Les 214 négatifs sont développés à Rome en 1851. Les positifs seront effectués sur papier salé, une technique superbe qui est propice à une excellente conservation des images.

Revenu à Paris, Du Camp prépare son album qui sera édité en 1852 par Gide et Baudry en folio 43 x 31 cm sous le titre Egypte, Nubie, Palestine et Syrie. L'auteur a sélectionné 125 photos qui sont contrecollées sur vélin fort et accompagnées de 61 pages de commentaires.

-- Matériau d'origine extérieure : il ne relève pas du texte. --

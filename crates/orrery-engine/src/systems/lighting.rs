/// Point and ambient lights.
///
/// Lights are persistent: they stay until explicitly removed.
/// Each frame the runner hands the packed light array to the host's
/// lighting pass.

use bytemuck::{Pod, Zeroable};
use glam::Vec3;

/// A point light with position, color, intensity and falloff distance.
///
/// Wire format (8 floats / 32 bytes):
/// `[x, y, z, r, g, b, intensity, distance]`
#[derive(Debug, Clone, Copy, PartialEq, Pod, Zeroable)]
#[repr(C)]
pub struct PointLight {
    pub x: f32,
    pub y: f32,
    pub z: f32,
    pub r: f32,
    pub g: f32,
    pub b: f32,
    pub intensity: f32,
    /// Falloff distance in world units. 0 = no falloff.
    pub distance: f32,
}

impl PointLight {
    pub const FLOATS: usize = 8;

    /// Create a new point light at the given position.
    ///
    /// - `pos`: World-space position
    /// - `color`: RGB color (typically [0..1] but can exceed 1.0 for HDR)
    /// - `intensity`: Light strength multiplier
    pub fn new(pos: Vec3, color: [f32; 3], intensity: f32) -> Self {
        Self {
            x: pos.x,
            y: pos.y,
            z: pos.z,
            r: color[0],
            g: color[1],
            b: color[2],
            intensity,
            distance: 0.0,
        }
    }

    pub fn with_distance(mut self, distance: f32) -> Self {
        self.distance = distance.max(0.0);
        self
    }

    pub fn pos(&self) -> Vec3 {
        Vec3::new(self.x, self.y, self.z)
    }
}

/// Manages active lights and the ambient fill for the scene.
///
/// Ambient fill is configured but off by default: with no ambient term the
/// night side of a lit body stays black.
pub struct LightState {
    lights: Vec<PointLight>,
    ambient: [f32; 3],
    ambient_intensity: f32,
    ambient_enabled: bool,
}

impl LightState {
    pub fn new() -> Self {
        Self::with_capacity(8)
    }

    /// Create a LightState with a specific light capacity.
    pub fn with_capacity(max_lights: usize) -> Self {
        Self {
            lights: Vec::with_capacity(max_lights),
            ambient: [1.0, 1.0, 1.0],
            ambient_intensity: 1.0,
            ambient_enabled: false,
        }
    }

    /// Add a point light to the scene.
    pub fn add(&mut self, light: PointLight) {
        self.lights.push(light);
    }

    /// Remove all lights.
    pub fn clear(&mut self) {
        self.lights.clear();
    }

    /// Get an iterator over active lights.
    pub fn iter(&self) -> impl Iterator<Item = &PointLight> {
        self.lights.iter()
    }

    /// Number of active lights.
    pub fn count(&self) -> usize {
        self.lights.len()
    }

    /// Set the ambient fill color and intensity. Does not change whether it is enabled.
    pub fn set_ambient(&mut self, color: [f32; 3], intensity: f32) {
        self.ambient = color;
        self.ambient_intensity = intensity;
    }

    pub fn set_ambient_enabled(&mut self, enabled: bool) {
        self.ambient_enabled = enabled;
    }

    pub fn ambient_enabled(&self) -> bool {
        self.ambient_enabled
    }

    /// Effective ambient RGB; black while disabled.
    pub fn ambient(&self) -> [f32; 3] {
        if !self.ambient_enabled {
            return [0.0; 3];
        }
        let k = self.ambient_intensity;
        [self.ambient[0] * k, self.ambient[1] * k, self.ambient[2] * k]
    }

    /// Lights as a flat float slice for the host.
    pub fn as_floats(&self) -> &[f32] {
        bytemuck::cast_slice(&self.lights)
    }

    /// Pointer to the lights data for host-side reads.
    pub fn buffer_ptr(&self) -> *const f32 {
        self.lights.as_ptr() as *const f32
    }
}

impl Default for LightState {
    fn default() -> Self {
        Self::new()
    }
}
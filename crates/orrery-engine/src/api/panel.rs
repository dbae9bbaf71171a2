//! Debug-panel control descriptors.
//!
//! A game describes its live-editable parameters as a list of `ControlSpec`s.
//! The host serializes them to JSON, builds its panel widgets from them, and
//! feeds edits back through `Game::set_control`.

use serde::Serialize;
use crate::api::error::EngineError;

/// Bounds and step of a numeric slider.
#[derive(Debug, Clone, Copy, PartialEq, Serialize)]
pub struct RangeSpec {
    pub min: f64,
    pub max: f64,
    pub step: f64,
}

impl RangeSpec {
    pub const fn new(min: f64, max: f64, step: f64) -> Self {
        Self { min, max, step }
    }

    /// Clamp into `[min, max]` and snap to the nearest step counted from `min`,
    /// the same way the panel slider quantizes what the user drags.
    pub fn constrain(&self, value: f64) -> f64 {
        if value.is_nan() {
            return self.min;
        }
        let clamped = value.clamp(self.min, self.max);
        if self.step <= 0.0 {
            return clamped;
        }
        let steps = ((clamped - self.min) / self.step).round();
        (self.min + steps * self.step).clamp(self.min, self.max)
    }
}

/// Widget kind plus its current value.
#[derive(Debug, Clone, PartialEq, Serialize)]
#[serde(tag = "type", rename_all = "camelCase")]
pub enum ControlKind {
    Range {
        #[serde(flatten)]
        range: RangeSpec,
        value: f64,
    },
    Choice {
        options: Vec<String>,
        value: String,
    },
    Toggle {
        value: bool,
    },
}

/// One entry in the debug panel.
#[derive(Debug, Clone, PartialEq, Serialize)]
pub struct ControlSpec {
    /// Property name the host uses when sending edits back.
    pub key: String,
    /// Human-readable label.
    pub label: String,
    #[serde(flatten)]
    pub kind: ControlKind,
}

impl ControlSpec {
    pub fn range(key: &str, label: &str, range: RangeSpec, value: f64) -> Self {
        Self {
            key: key.to_string(),
            label: label.to_string(),
            kind: ControlKind::Range { range, value },
        }
    }

    pub fn choice(key: &str, label: &str, options: &[&str], value: &str) -> Self {
        Self {
            key: key.to_string(),
            label: label.to_string(),
            kind: ControlKind::Choice {
                options: options.iter().map(|o| o.to_string()).collect(),
                value: value.to_string(),
            },
        }
    }

    pub fn toggle(key: &str, label: &str, value: bool) -> Self {
        Self {
            key: key.to_string(),
            label: label.to_string(),
            kind: ControlKind::Toggle { value },
        }
    }
}

/// A value sent by the host panel.
#[derive(Debug, Clone, PartialEq)]
pub enum ControlValue {
    Number(f64),
    Choice(String),
    Toggle(bool),
}

impl ControlValue {
    pub fn as_number(&self, key: &str) -> Result<f64, EngineError> {
        match self {
            ControlValue::Number(v) => Ok(*v),
            _ => Err(EngineError::WrongValueKind { key: key.to_string(), expected: "number" }),
        }
    }

    pub fn as_choice(&self, key: &str) -> Result<&str, EngineError> {
        match self {
            ControlValue::Choice(v) => Ok(v),
            _ => Err(EngineError::WrongValueKind { key: key.to_string(), expected: "choice" }),
        }
    }

    pub fn as_toggle(&self, key: &str) -> Result<bool, EngineError> {
        match self {
            ControlValue::Toggle(v) => Ok(*v),
            _ => Err(EngineError::WrongValueKind { key: key.to_string(), expected: "toggle" }),
        }
    }
}

/// Serialize a control list to the JSON the host panel consumes.
pub fn controls_to_json(controls: &[ControlSpec]) -> Result<String, EngineError> {
    Ok(serde_json::to_string(controls)?)
}

#[cfg(test)]
mod tests {
    use super::*;

    #[test]
    fn constrain_clamps_to_bounds() {
        let range = RangeSpec::new(10.0, 300.0, 2.0);
        assert_eq!(range.constrain(-5.0), 10.0);
        assert_eq!(range.constrain(1000.0), 300.0);
    }

    #[test]
    fn constrain_snaps_to_step() {
        let range = RangeSpec::new(10.0, 300.0, 2.0);
        assert_eq!(range.constrain(51.0), 52.0);
        assert_eq!(range.constrain(50.9), 50.0);

        let fine = RangeSpec::new(0.01, 1.0, 0.01);
        assert!((fine.constrain(0.504) - 0.5).abs() < 1e-9);
    }

    #[test]
    fn constrain_nan_falls_back_to_min() {
        let range = RangeSpec::new(0.5, 30.0, 0.1);
        assert_eq!(range.constrain(f64::NAN), 0.5);
    }

    #[test]
    fn value_kind_mismatch_is_an_error() {
        let value = ControlValue::Toggle(true);
        assert!(value.as_number("cameraHeight").is_err());
        assert_eq!(ControlValue::Number(4.0).as_number("cameraHeight").unwrap(), 4.0);
        assert_eq!(ControlValue::Choice("Sun".into()).as_choice("view").unwrap(), "Sun");
    }

    #[test]
    fn serializes_flat_json() {
        let controls = vec![
            ControlSpec::range("cameraHeight", "Camera height", RangeSpec::new(10.0, 300.0, 2.0), 128.0),
            ControlSpec::choice("view", "View", &["You", "Sun"], "You"),
            ControlSpec::toggle("ambientLight", "Ambient light", false),
        ];
        let json = controls_to_json(&controls).unwrap();
        let parsed: serde_json::Value = serde_json::from_str(&json).unwrap();

        assert_eq!(parsed[0]["type"], "range");
        assert_eq!(parsed[0]["min"], 10.0);
        assert_eq!(parsed[0]["value"], 128.0);
        assert_eq!(parsed[1]["type"], "choice");
        assert_eq!(parsed[1]["options"][1], "Sun");
        assert_eq!(parsed[2]["type"], "toggle");
        assert_eq!(parsed[2]["value"], false);
    }
}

Ce livre est extrêmement rare. Un exemplaire complet avec un très bon état des images est estimé € 200K à vendre par Christie's à Paris le 22 avril, lot 73.

Le voyage de Du Camp en Orient est le tout premier recueil de photographies de voyage. La grande qualité de l'impression des photographies était encore impossible moins de cinq ans plus tôt.

Cette passion soudaine à laquelle il ne donna pas de suite était une innovation remarquable si l'on considère que le projet d'enregistrement des monuments français désormais connu sous le nom de Mission Héliographique date de 1851, quand Du Camp avait déjà terminé ses "dessins photographiques".